Records contained in a dataset:
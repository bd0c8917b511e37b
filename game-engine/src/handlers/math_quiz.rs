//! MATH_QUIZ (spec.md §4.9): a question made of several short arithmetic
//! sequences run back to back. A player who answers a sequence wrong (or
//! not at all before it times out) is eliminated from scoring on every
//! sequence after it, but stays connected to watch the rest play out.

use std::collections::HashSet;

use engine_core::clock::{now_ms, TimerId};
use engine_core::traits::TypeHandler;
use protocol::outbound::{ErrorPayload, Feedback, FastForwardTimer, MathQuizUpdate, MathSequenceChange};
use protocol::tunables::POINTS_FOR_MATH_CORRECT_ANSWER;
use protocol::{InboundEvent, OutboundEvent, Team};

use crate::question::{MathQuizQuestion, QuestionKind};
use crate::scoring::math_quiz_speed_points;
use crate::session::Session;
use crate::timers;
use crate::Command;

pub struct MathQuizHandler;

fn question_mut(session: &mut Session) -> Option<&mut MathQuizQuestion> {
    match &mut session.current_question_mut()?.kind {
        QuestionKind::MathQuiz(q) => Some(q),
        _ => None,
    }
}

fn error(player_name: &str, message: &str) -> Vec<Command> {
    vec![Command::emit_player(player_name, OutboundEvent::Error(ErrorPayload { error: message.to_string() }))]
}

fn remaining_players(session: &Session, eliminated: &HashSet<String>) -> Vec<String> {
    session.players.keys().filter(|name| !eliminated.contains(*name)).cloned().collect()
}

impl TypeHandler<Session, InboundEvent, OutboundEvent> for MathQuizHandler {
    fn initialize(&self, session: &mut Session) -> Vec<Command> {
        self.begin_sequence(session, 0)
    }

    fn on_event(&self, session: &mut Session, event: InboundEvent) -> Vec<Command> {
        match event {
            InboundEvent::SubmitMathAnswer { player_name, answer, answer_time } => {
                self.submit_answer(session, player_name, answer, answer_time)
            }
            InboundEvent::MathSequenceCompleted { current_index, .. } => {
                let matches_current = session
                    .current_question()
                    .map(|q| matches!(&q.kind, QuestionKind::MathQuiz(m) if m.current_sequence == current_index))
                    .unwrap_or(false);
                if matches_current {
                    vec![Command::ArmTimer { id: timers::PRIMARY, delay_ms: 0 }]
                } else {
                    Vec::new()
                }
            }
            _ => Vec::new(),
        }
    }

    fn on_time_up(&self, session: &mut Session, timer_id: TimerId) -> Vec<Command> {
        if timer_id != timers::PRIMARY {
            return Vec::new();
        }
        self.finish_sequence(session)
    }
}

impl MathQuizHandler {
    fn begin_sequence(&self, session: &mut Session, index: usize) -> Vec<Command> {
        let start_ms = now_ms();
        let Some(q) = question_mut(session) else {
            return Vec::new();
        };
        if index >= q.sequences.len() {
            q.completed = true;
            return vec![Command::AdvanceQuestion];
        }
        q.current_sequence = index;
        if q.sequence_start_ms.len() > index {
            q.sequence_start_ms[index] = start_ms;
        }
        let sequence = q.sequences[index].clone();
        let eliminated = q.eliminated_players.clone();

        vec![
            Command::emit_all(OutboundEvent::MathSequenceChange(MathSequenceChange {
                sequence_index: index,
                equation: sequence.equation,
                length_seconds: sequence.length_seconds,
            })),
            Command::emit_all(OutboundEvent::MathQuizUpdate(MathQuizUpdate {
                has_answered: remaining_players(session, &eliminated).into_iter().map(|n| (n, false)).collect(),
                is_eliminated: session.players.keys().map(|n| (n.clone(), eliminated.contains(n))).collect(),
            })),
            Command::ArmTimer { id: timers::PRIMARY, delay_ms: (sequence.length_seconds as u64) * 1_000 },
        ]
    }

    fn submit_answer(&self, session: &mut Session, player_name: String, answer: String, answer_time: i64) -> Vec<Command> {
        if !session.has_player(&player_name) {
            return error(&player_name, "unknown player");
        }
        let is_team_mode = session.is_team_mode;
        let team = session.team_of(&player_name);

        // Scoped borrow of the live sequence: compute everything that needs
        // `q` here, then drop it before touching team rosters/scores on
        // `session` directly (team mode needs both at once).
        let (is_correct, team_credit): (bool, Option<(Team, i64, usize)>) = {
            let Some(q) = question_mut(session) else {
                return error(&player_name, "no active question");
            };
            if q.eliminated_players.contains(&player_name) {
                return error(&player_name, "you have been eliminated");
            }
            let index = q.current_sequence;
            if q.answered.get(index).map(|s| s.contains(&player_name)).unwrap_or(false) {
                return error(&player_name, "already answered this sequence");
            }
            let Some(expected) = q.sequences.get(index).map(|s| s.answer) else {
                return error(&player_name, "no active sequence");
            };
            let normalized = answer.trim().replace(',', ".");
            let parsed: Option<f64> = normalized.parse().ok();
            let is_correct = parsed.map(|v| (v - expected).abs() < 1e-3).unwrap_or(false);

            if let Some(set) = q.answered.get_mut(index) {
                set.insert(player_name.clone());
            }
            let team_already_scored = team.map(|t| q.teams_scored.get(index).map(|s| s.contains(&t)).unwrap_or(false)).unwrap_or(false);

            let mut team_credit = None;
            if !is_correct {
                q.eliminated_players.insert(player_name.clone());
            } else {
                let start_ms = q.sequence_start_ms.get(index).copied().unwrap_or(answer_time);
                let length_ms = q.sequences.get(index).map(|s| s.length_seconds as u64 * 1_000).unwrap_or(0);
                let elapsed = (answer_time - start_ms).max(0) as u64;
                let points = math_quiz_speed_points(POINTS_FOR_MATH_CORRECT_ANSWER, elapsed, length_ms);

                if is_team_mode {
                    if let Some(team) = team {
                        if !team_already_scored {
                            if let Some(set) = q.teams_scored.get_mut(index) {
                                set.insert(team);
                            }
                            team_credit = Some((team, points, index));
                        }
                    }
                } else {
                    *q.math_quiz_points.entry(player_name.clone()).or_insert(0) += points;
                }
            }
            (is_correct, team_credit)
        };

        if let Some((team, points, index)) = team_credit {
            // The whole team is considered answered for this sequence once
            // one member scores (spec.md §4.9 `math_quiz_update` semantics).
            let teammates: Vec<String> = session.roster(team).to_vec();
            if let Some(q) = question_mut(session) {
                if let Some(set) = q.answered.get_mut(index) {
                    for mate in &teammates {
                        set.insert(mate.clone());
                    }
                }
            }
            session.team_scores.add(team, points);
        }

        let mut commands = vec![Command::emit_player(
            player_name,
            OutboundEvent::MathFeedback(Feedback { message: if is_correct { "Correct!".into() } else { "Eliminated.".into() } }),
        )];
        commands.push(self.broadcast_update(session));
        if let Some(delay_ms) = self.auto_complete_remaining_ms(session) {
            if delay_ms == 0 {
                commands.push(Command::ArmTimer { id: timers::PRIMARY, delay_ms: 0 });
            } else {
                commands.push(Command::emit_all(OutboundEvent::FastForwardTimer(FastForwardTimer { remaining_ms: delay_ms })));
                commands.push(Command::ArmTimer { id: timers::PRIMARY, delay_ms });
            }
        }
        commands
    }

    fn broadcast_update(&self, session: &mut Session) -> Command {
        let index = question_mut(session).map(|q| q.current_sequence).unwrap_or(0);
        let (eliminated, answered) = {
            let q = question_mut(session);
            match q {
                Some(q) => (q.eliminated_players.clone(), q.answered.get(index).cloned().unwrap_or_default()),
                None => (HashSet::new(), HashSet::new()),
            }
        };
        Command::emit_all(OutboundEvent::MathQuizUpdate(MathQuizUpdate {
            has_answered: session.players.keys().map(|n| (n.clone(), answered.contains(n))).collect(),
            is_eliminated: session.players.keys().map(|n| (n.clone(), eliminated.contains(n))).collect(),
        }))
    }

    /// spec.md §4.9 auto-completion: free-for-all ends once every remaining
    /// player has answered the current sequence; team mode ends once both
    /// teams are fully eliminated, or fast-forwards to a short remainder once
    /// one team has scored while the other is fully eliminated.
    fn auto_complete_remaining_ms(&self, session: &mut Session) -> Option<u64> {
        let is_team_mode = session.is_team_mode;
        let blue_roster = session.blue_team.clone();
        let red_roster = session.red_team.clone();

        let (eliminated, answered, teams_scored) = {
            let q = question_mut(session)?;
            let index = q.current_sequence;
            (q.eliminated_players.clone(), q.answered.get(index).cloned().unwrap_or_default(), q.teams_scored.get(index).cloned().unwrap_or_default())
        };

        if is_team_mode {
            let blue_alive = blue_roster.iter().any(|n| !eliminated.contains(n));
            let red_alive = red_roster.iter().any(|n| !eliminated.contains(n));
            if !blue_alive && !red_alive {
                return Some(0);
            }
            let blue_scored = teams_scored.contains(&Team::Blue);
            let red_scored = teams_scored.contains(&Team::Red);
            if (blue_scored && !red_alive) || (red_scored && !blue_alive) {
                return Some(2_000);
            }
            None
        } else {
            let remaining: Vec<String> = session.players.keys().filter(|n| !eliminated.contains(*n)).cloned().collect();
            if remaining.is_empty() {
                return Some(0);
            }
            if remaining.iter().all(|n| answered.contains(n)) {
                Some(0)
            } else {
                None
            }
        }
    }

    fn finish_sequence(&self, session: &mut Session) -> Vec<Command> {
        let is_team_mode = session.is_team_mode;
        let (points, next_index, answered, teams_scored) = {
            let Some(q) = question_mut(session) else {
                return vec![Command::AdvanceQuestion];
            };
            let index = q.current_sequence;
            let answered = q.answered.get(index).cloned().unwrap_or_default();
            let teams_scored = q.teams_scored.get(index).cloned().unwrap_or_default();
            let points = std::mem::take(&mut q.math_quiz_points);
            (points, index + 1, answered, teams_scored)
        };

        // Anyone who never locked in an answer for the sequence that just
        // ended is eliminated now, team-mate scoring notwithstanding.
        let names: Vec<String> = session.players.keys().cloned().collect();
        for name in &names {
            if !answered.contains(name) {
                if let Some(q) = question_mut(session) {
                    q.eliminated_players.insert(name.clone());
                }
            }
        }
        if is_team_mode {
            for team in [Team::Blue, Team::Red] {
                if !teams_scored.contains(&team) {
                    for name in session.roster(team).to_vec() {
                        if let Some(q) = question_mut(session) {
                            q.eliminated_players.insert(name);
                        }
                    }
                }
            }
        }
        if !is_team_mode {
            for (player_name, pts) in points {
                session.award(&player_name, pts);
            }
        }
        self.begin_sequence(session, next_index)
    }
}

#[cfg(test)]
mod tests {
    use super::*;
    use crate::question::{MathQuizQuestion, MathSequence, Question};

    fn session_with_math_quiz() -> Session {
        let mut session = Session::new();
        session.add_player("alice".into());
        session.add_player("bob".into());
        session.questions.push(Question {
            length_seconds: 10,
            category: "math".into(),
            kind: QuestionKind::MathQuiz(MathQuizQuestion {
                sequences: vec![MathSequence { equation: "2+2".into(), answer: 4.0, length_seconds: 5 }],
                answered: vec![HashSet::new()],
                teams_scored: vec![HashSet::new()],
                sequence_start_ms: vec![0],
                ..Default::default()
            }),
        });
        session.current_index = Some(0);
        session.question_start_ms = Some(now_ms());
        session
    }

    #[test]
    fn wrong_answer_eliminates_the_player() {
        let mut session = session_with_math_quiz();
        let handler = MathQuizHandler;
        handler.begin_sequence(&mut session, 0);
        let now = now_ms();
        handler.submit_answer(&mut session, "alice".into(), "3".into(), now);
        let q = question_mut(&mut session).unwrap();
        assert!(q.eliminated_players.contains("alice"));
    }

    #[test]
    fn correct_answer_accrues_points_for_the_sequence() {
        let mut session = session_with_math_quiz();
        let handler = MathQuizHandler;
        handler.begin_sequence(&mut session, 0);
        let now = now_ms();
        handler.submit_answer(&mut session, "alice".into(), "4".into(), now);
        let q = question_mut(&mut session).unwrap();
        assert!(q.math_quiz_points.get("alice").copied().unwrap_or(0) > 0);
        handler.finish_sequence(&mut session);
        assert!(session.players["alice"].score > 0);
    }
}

**Action item**: For each line in the data that holds the word "active", copy the line.

**Result for this exercise**:
                return error(&player_name, "no active question");
                return error(&player_name, "no active sequence");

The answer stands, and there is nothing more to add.